Maybe anyone is reading this who is familiar with the FF/Chromium codebase to comment on the feasibility of such an approach ?

I'm a bit confused, how does this qualify as "we already have this system" when your step #2 is "update the code in the browser"?

Aside from that, yes, this sounds pretty much like what I'm thinking of.

I thought you had in mind a totally new content delivery mechanism to fetch the data by hash from the network, relative to that adding the content addressability to browser cache is near trivial. Apologies if I misunderstood.
I was thinking that this could be added as well, but that it would be purely optional, if anyone got around to adding it.

Basically, you need the hash and a fallback regular URL. The browser is free to grab the content using the hash however it likes, whether it's grabbing it from its cache, using the fallback URL, using another known URL for that content, or using some new delivery mechanism.
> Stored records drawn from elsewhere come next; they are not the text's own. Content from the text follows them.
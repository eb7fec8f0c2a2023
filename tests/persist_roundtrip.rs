// Binary persistence: save_to_binary / load_from_binary are inverses, the
// stream is versioned, and an unreadable artifact fails the save cleanly.

use vai_rt::{Artifact, Manifest, RuntimeModule, Target, Tensor, VaiRtError};

fn write_fixture_artifact(dir: &std::path::Path) {
    let manifest = Manifest::from_json_str(
        r#"{
            "name": "subgraph_0",
            "inputs": [{"name": "data", "dims": [1, 2], "dtype": "f32"}],
            "outputs": [{"name": "out", "dims": [1, 2], "dtype": "f32"}],
            "constants": ["w0", "b0"],
            "nodes": [
                {"op": "matmul", "inputs": ["data", "w0"], "output": "mm"},
                {"op": "add", "inputs": ["mm", "b0"], "output": "pre"},
                {"op": "relu", "inputs": ["pre"], "output": "out"}
            ]
        }"#,
    )
    .unwrap();
    let constants = vec![
        (
            "w0".to_string(),
            Tensor::from_f32(vec![2, 2], &[0.5, 0.0, 0.0, 2.0]).unwrap(),
        ),
        (
            "b0".to_string(),
            Tensor::from_f32(vec![1, 2], &[0.25, 0.25]).unwrap(),
        ),
    ];
    Artifact::write(dir, &manifest, &constants).unwrap();
}

#[test]
fn round_trip_preserves_bindings_and_results() {
    let model_dir = tempfile::tempdir().unwrap();
    write_fixture_artifact(model_dir.path());

    let mut original = RuntimeModule::with_graph_desc(
        "subgraph_0",
        "{\"layers\":[\"dense\"]}",
        vec!["w0".to_string(), "b0".to_string()],
    );
    original.initialize(model_dir.path(), "DPUCZDX8G").unwrap();

    let mut stream = Vec::new();
    original.save_to_binary(&mut stream).unwrap();

    let unpack_dir = tempfile::tempdir().unwrap();
    let mut restored =
        RuntimeModule::load_from_binary(&mut stream.as_slice(), unpack_dir.path()).unwrap();

    assert!(restored.is_initialized());
    assert_eq!(restored.symbol(), original.symbol());
    assert_eq!(restored.const_vars(), original.const_vars());
    assert_eq!(restored.graph_desc(), original.graph_desc());
    assert_eq!(restored.target(), Some(Target::DpuCzdx8g));
    assert_eq!(restored.in_tensor_names(), original.in_tensor_names());
    assert_eq!(restored.out_tensor_names(), original.out_tensor_names());

    let data = Tensor::from_f32(vec![1, 2], &[4.0, -1.0]).unwrap();
    let before = original.invoke(&[data.clone()]).unwrap();
    let after = restored.invoke(&[data]).unwrap();
    assert_eq!(before, after);
}

#[test]
fn save_does_not_change_module_state() {
    let model_dir = tempfile::tempdir().unwrap();
    write_fixture_artifact(model_dir.path());

    let mut module = RuntimeModule::new("subgraph_0", vec!["w0".to_string(), "b0".to_string()]);
    module.initialize(model_dir.path(), "DPUv2").unwrap();

    let mut stream = Vec::new();
    module.save_to_binary(&mut stream).unwrap();
    assert!(module.is_initialized());

    // the module is still invocable after serialization
    let data = Tensor::from_f32(vec![1, 2], &[1.0, 1.0]).unwrap();
    assert!(module.invoke(&[data]).is_ok());
}

#[test]
fn unknown_format_version_is_rejected() {
    let model_dir = tempfile::tempdir().unwrap();
    write_fixture_artifact(model_dir.path());

    let mut module = RuntimeModule::new("subgraph_0", vec!["w0".to_string(), "b0".to_string()]);
    module.initialize(model_dir.path(), "DPUv2").unwrap();

    let mut stream = Vec::new();
    module.save_to_binary(&mut stream).unwrap();
    // bump the leading version field
    stream[0] = 99;

    let unpack_dir = tempfile::tempdir().unwrap();
    let err =
        RuntimeModule::load_from_binary(&mut stream.as_slice(), unpack_dir.path()).unwrap_err();
    assert!(matches!(err, VaiRtError::Serialization(_)));
}

#[test]
fn truncated_stream_is_rejected() {
    let model_dir = tempfile::tempdir().unwrap();
    write_fixture_artifact(model_dir.path());

    let mut module = RuntimeModule::new("subgraph_0", vec!["w0".to_string(), "b0".to_string()]);
    module.initialize(model_dir.path(), "DPUv2").unwrap();

    let mut stream = Vec::new();
    module.save_to_binary(&mut stream).unwrap();
    stream.truncate(stream.len() / 2);

    let unpack_dir = tempfile::tempdir().unwrap();
    let err =
        RuntimeModule::load_from_binary(&mut stream.as_slice(), unpack_dir.path()).unwrap_err();
    assert!(matches!(err, VaiRtError::Serialization(_)));
}

#[test]
fn save_fails_when_artifact_was_deleted() {
    let model_dir = tempfile::tempdir().unwrap();
    write_fixture_artifact(model_dir.path());

    let mut module = RuntimeModule::new("subgraph_0", vec!["w0".to_string(), "b0".to_string()]);
    module.initialize(model_dir.path(), "DPUv2").unwrap();

    // the artifact disappears between initialization and export
    drop(model_dir);

    let mut stream = Vec::new();
    let err = module.save_to_binary(&mut stream).unwrap_err();
    assert!(matches!(err, VaiRtError::Serialization(_)));
}
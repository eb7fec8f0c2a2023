/// Lookup name for the symbol accessor.
pub const GET_SYMBOL: &str = "get_symbol";
/// Lookup name for the constant-name-list accessor.
pub const GET_CONST_VARS: &str = "get_const_vars";
/// Lookup name for the initializer entry point.
pub const INIT: &str = "__init__";

/// The fixed set of operations a module exposes to the host executor.
///
/// Hosts resolve subgraphs by probing candidate names, so an unrecognized
/// name is an expected outcome, not an error: `resolve` returns `None` and
/// never panics. The invocation entry point is addressed by the module's
/// own symbol name.
#[derive(Clone, Copy, Debug, PartialEq, Eq)]
pub enum Capability {
    GetSymbol,
    GetConstVars,
    Init,
    Invoke,
}

impl Capability {
    pub fn resolve(name: &str, symbol_name: &str) -> Option<Capability> {
        match name {
            GET_SYMBOL => Some(Capability::GetSymbol),
            GET_CONST_VARS => Some(Capability::GetConstVars),
            INIT => Some(Capability::Init),
            _ if name == symbol_name => Some(Capability::Invoke),
            _ => None,
        }
    }
}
Ok. So I didn't miss anything obvious. :-) This might have been handy back in the dial-up days, but not now. Now I see it as a security and stability risk.
CDNs get the content cached closer to the end user than you are likely to be yourself.

Round trip time is especially important when you're loading several assets in a single page.

CDNs also often provide higher availability than you can provide yourself

Using someone else's CDN is considerably cheaper than serving resources yourself. e.g. Using jquery from google cdn. Bandwidth costs for "small" javascript files start to add up once you have 100 million people loading it each day.